Another neighbor, Eric Wallace, 55, identified McGriff as the gray-hoodied man he saw strolling past his home just after the gunfire. He also recanted, saying that his view was impeded by everything from his chemotherapy for cancer to his door's wrought-iron security bars.

"He's not the person. I couldn't see neither. But I know it ain't him," Wallace said, inclining his head toward McGriff, who sat somberly at the defense table.

"If you couldn't see, how do you know who it was?" Assistant District Attorney Andrew Notaristefano responded.

"I don't know who it was," Wallace said, prompting Notaristefano to show Wallace his videotaped police interrogation in which he had ID'd McGriff.

Jessie-Ross said his mother had broken up with McGriff - "Crazyboy" on her cellphone - during the winter and had a tattoo with his nickname "Ru" inked over with a diamond tattoo.
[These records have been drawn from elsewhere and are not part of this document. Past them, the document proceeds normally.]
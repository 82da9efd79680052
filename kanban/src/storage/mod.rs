//! Durable key-value slots for the persisted board.
//!
//! Defines the [`BoardStorage`] trait plus two implementations:
//! - [`memory::MemoryStorage`]: in-memory slots for tests and ephemeral runs
//! - [`file::FileStorage`]: one JSON file per key under a data directory
//!
//! [`load_board`] and [`save_board`] layer the board codec on top of a slot.
//! Loading never fails: anything unreadable falls back to the seed board.

pub mod file;
pub mod memory;

pub use file::FileStorage;
pub use memory::MemoryStorage;

use kanban_model::{Board, codec};

/// Default key the board is stored under.
pub const DEFAULT_STORAGE_KEY: &str = "board-storage";

/// Errors that can occur while reading or writing a storage slot.
#[derive(Debug, thiserror::Error)]
pub enum StorageError {
    /// The key cannot be used as a slot name.
    #[error("invalid storage key: {0:?}")]
    InvalidKey(String),

    /// Reading the slot failed.
    #[error("read failed: {0}")]
    ReadFailed(String),

    /// Writing the slot failed.
    #[error("write failed: {0}")]
    WriteFailed(String),

    /// The board could not be encoded.
    #[error("encode failed: {0}")]
    Encode(#[from] codec::CodecError),
}

/// A synchronous string key-value slot.
///
/// Implementations must be safe to share across threads; the board store
/// only ever writes under its own lock, so no concurrent writers to the
/// same key are expected.
pub trait BoardStorage: Send + Sync {
    /// Read the value stored under `key`, or `None` if nothing is stored.
    ///
    /// # Errors
    ///
    /// Returns [`StorageError`] if the slot exists but cannot be read.
    fn read(&self, key: &str) -> Result<Option<String>, StorageError>;

    /// Replace the value stored under `key`.
    ///
    /// # Errors
    ///
    /// Returns [`StorageError`] if the value cannot be written.
    fn write(&self, key: &str, value: &str) -> Result<(), StorageError>;
}

/// Load the board stored under `key`, falling back to [`Board::seed`].
///
/// A missing slot, an unreadable slot, corrupt JSON, a foreign schema version
/// and a board that breaks its invariants all yield the seed board.
pub fn load_board<S: BoardStorage + ?Sized>(storage: &S, key: &str) -> Board {
    let raw = match storage.read(key) {
        Ok(Some(raw)) => raw,
        Ok(None) => {
            tracing::debug!(key, "no stored board, starting from seed");
            return Board::seed();
        }
        Err(err) => {
            tracing::warn!(key, error = %err, "could not read stored board, starting from seed");
            return Board::seed();
        }
    };

    match codec::decode(&raw) {
        Ok(board) => {
            tracing::debug!(key, tasks = board.task_count(), "loaded stored board");
            board
        }
        Err(err) => {
            tracing::warn!(key, error = %err, "stored board is unusable, starting from seed");
            Board::seed()
        }
    }
}

/// Encode `board` and write it under `key`.
///
/// # Errors
///
/// Returns [`StorageError::Encode`] if encoding fails, or the slot's own
/// error if the write fails.
pub fn save_board<S: BoardStorage + ?Sized>(
    storage: &S,
    key: &str,
    board: &Board,
) -> Result<(), StorageError> {
    let encoded = codec::encode(board)?;
    storage.write(key, &encoded)
}
//! Exit codes for the fleet-rollout CLI.
//!
//! Exit code ranges:
//! - 0-9: Run outcomes (parse outcome from code, not output)
//! - 10-19: User/environment errors (recoverable by operator action)
//! - 20-29: Internal errors

use crate::install::RunSummary;

/// Exit codes for fleet-rollout operations.
///
/// These codes are a stable contract for the schedulers that invoke the tool.
#[derive(Debug, Clone, Copy, PartialEq, Eq)]
#[repr(i32)]
pub enum ExitCode {
    // ========================================================================
    // Run Outcomes (0-9)
    // ========================================================================
    /// Every instance updated, or nothing to do
    Clean = 0,

    /// Run completed but at least one instance failed
    PartialFail = 3,

    /// Run stopped early (version mismatch or restart failure under abort policy)
    RunAborted = 4,

    // ========================================================================
    // User / Environment Errors (10-19)
    // ========================================================================
    /// Invalid arguments or configuration
    ArgsError = 10,

    /// Service manager binary not available on this host
    ServiceUnavailable = 11,

    // ========================================================================
    // Internal Errors (20-29)
    // ========================================================================
    /// Internal error
    InternalError = 20,

    /// I/O error outside the per-instance protocol (discovery root, log dir)
    IoError = 21,
}

impl ExitCode {
    /// Convert to i32 for process exit.
    pub fn as_i32(self) -> i32 {
        self as i32
    }

    /// Check if this exit code indicates success.
    pub fn is_success(self) -> bool {
        self == ExitCode::Clean
    }

    /// Check if this exit code is a user/environment error (codes 10-19).
    pub fn is_user_error(self) -> bool {
        (10..20).contains(&(self as i32))
    }

    /// Check if this exit code indicates any error requiring attention.
    pub fn is_error(self) -> bool {
        (self as i32) >= 10
    }

    /// Map a finished run to its exit code.
    pub fn from_summary(summary: &RunSummary) -> Self {
        if summary.aborted.is_some() {
            ExitCode::RunAborted
        } else if summary.fail > 0 {
            ExitCode::PartialFail
        } else {
            ExitCode::Clean
        }
    }

    /// Get the code name as a string constant (for JSON output).
    pub fn code_name(&self) -> &'static str {
        match self {
            ExitCode::Clean => "OK_CLEAN",
            ExitCode::PartialFail => "ERR_PARTIAL",
            ExitCode::RunAborted => "ERR_ABORTED",
            ExitCode::ArgsError => "ERR_ARGS",
            ExitCode::ServiceUnavailable => "ERR_SERVICE_UNAVAILABLE",
            ExitCode::InternalError => "ERR_INTERNAL",
            ExitCode::IoError => "ERR_IO",
        }
    }
}

impl From<ExitCode> for i32 {
    fn from(code: ExitCode) -> Self {
        code as i32
    }
}

impl From<ExitCode> for std::process::ExitCode {
    fn from(code: ExitCode) -> Self {
        std::process::ExitCode::from(code as u8)
    }
}

impl std::fmt::Display for ExitCode {
    fn fmt(&self, f: &mut std::fmt::Formatter<'_>) -> std::fmt::Result {
        write!(f, "{} ({})", self.code_name(), self.as_i32())
    }
}
//! Fleet Rollout Core Library
//!
//! This library provides the core functionality for fleet rollouts:
//! - Instance discovery and staged source resolution
//! - Embedded version extraction from PE executables
//! - Backup naming, retention and the per-instance update driver
//! - Service manager control (systemd, Windows SCM)
//! - Structured logging and CLI exit codes
//!
//! The binary entry point is in `main.rs`.

pub mod discover;
pub mod exit_codes;
pub mod install;
pub mod logging;
pub mod pe;
pub mod service;

// Re-export test utilities for integration tests
#[cfg(any(test, feature = "test-utils"))]
pub mod mock_service;
#[cfg(any(test, feature = "test-utils"))]
pub mod test_utils;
Still, she was furious that McGriff had a new live-in girlfriend, Jessie-Ross said. Two nights before she died, McGriff and Jessie had fought loudly on the phone. And the day before, she drove, with her son in tow, to his block, approached him as he walked his dog and threatened to flatten his car tires and smash his windshield, Jessie-Ross said.

Jessie's sister Priscilla Jessie and brother Aiking Jessie both testified that they spoke with McGriff several times after her slaying and he expressed an interest in obtaining her phone. Police found seven photos of interest on the phone, all taken near the Bailey Street house that McGriff owned. One was a piece of mail addressed to his girlfriend, five were of his Mercedes, and police believe the last picture she ever took - at 2:32 on the morning she died - is also of McGriff's Mercedes.

Aiking Jessie said that he met up with McGriff at a TGI Friday's weeks after the slaying, and that the suspect again asked about the phone. Jessie asked McGriff why he hadn't given a statement to detectives.

"He said he didn't talk to police," Aiking Jessie testified. "He said because of his history, he didn't want to go down there."